Keep them out. Put in self-closing doors that open outward, and use latches or spring locks to keep doors closed. Check to see that doors and windows close tightly, and use metal screens on all windows that are kept open. Protect basement windows with a 1/2 inch wire mesh (called hardware cloth). Cover the edges of doors, windows and screens, which can be gnawed, with sheet metal or hardware cloth. Make a collar around pipe and wire openings into the house with pieces of sheet metal or tin cans. Rats cannot easily gnaw through metal. Fasten floor drains tightly to keep sewer rats from coming in.

Getting Rid of Rats

The two best ways to remove rats are traps or poison. The use of either requires caution!

Traps. Choose wooden base snap traps, and enlarge the traps by fastening a 2-inch square of cardboard to each trigger. Set out several traps at a time – at least 10 if you think there are many rats. Place the traps behind boxes and against walls, so that the rats must pass over the trigger. Be sure the traps are out of the reach of children and pets! Fasten food attractive to rats, such as peanut butter, raisin bread, bacon or gumdrops, tightly on the trigger of each trap. Don’t let the trap run out of bait. An advantage to traps is that they are less of a hazard to children and pets than poison.
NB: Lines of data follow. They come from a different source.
//! # Mounted Entities
//!
//! Tracks which columns and cards are on screen, mints their handles, and
//! holds their registry [`Registration`]s. After each frame the visible set
//! is diffed against the mounted set: newcomers register, leavers drop their
//! guard.
//!
//! Cards are keyed by `(container, item)`, so a card that changes container
//! is a different mount: it registers again with fresh handles and the old
//! mount is released afterwards.

use std::collections::{HashMap, HashSet};

use log::debug;

use crate::core::registry::{ContainerEntry, Handle, IdentityRegistry, ItemEntry, Registration};
use crate::tui::ui::BoardLayout;

#[derive(Debug, Clone, PartialEq, Eq, Hash)]
pub enum MountKey {
    Column(String),
    Card { container_id: String, item_id: String },
}

/// What a handle points at on screen.
#[derive(Debug, Clone, PartialEq, Eq, Hash)]
pub enum Target {
    Column(String),
    Card(String),
    /// The control that opens a card's action menu.
    CardTrigger(String),
}

#[derive(Debug)]
struct Mounted {
    handles: Vec<Handle>,
    // Held for its Drop
    _registration: Registration,
}

#[derive(Debug, Default)]
pub struct Mounts {
    next_handle: u64,
    mounted: HashMap<MountKey, Mounted>,
    targets: HashMap<Handle, Target>,
}

impl Mounts {
    pub fn new() -> Self {
        Self::default()
    }

    /// Visible entities of a rendered frame.
    pub fn visible(layout: &BoardLayout) -> Vec<MountKey> {
        let mut keys = Vec::new();
        for column in &layout.columns {
            keys.push(MountKey::Column(column.container_id.clone()));
            keys.extend(column.cards.iter().map(|card| MountKey::Card {
                container_id: column.container_id.clone(),
                item_id: card.item_id.clone(),
            }));
        }
        keys
    }

    /// Brings the mounted set in line with `visible`. Mounts first, then
    /// unmounts. Returns `(mounted, unmounted)` counts.
    pub fn sync(&mut self, registry: &IdentityRegistry, visible: Vec<MountKey>) -> (usize, usize) {
        let wanted: HashSet<MountKey> = visible.iter().cloned().collect();

        let mut mounted = 0;
        for key in visible {
            if !self.mounted.contains_key(&key) {
                let entity = self.mount(registry, &key);
                self.mounted.insert(key, entity);
                mounted += 1;
            }
        }

        let leaving: Vec<MountKey> = self
            .mounted
            .keys()
            .filter(|key| !wanted.contains(*key))
            .cloned()
            .collect();
        for key in &leaving {
            if let Some(entity) = self.mounted.remove(key) {
                for handle in &entity.handles {
                    self.targets.remove(handle);
                }
            }
        }

        if mounted > 0 || !leaving.is_empty() {
            debug!("Mounted {} and unmounted {} entities", mounted, leaving.len());
        }
        (mounted, leaving.len())
    }

    fn mount(&mut self, registry: &IdentityRegistry, key: &MountKey) -> Mounted {
        match key {
            MountKey::Column(container_id) => {
                let element = self.mint(Target::Column(container_id.clone()));
                Mounted {
                    handles: vec![element],
                    _registration: registry
                        .register_container(container_id, ContainerEntry { element }),
                }
            }
            MountKey::Card { item_id, .. } => {
                let element = self.mint(Target::Card(item_id.clone()));
                let action_trigger = self.mint(Target::CardTrigger(item_id.clone()));
                Mounted {
                    handles: vec![element, action_trigger],
                    _registration: registry.register_item(
                        item_id,
                        ItemEntry {
                            element,
                            action_trigger,
                        },
                    ),
                }
            }
        }
    }

    fn mint(&mut self, target: Target) -> Handle {
        self.next_handle += 1;
        let handle = Handle(self.next_handle);
        self.targets.insert(handle, target);
        handle
    }

    /// Target of a live handle. Handles of unmounted entities resolve to nothing.
    pub fn target(&self, handle: Handle) -> Option<&Target> {
        self.targets.get(&handle)
    }

    pub fn len(&self) -> usize {
        self.mounted.len()
    }

    pub fn is_empty(&self) -> bool {
        self.mounted.is_empty()
    }
}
Poison. Warfarin, chlorophaconone, and Pival are all rat poisons. They work by making the rats’ blood unable to clot, so the rats die of internal bleeding. Rat poisons must be fed daily for six to 10 days. Read the poison label before you begin, and be careful to follow all steps. Watch out for children and pets! Make sure the baits are clearly marked, and put them in low traffic, secure areas that might attract rats, such as under or behind boards, boxes, pipes or cans, and out of the rain and snow. Remove the baits when all signs of rats are gone. Follow what the label says about how to dispose of the leftover poison. If, after a month or two, there are still signs of rats, skip a month and start again. Stopping for a month and then starting helps keep the rats from building up resistance to the poison.

Keeping Rats Under Control

If you do have rats, it’s a community problem and the entire neighborhood should work together.

Once the rat infestation is under control, the goal is to prevent them from coming back. Help yourself and your neighbors by keeping trash picked up and placed in covered, rat-resistant containers. Promptly remove or repair any shelter areas, such as fences and old appliances. Periodically check for new entry holes into neighborhood buildings, and seal them up quickly.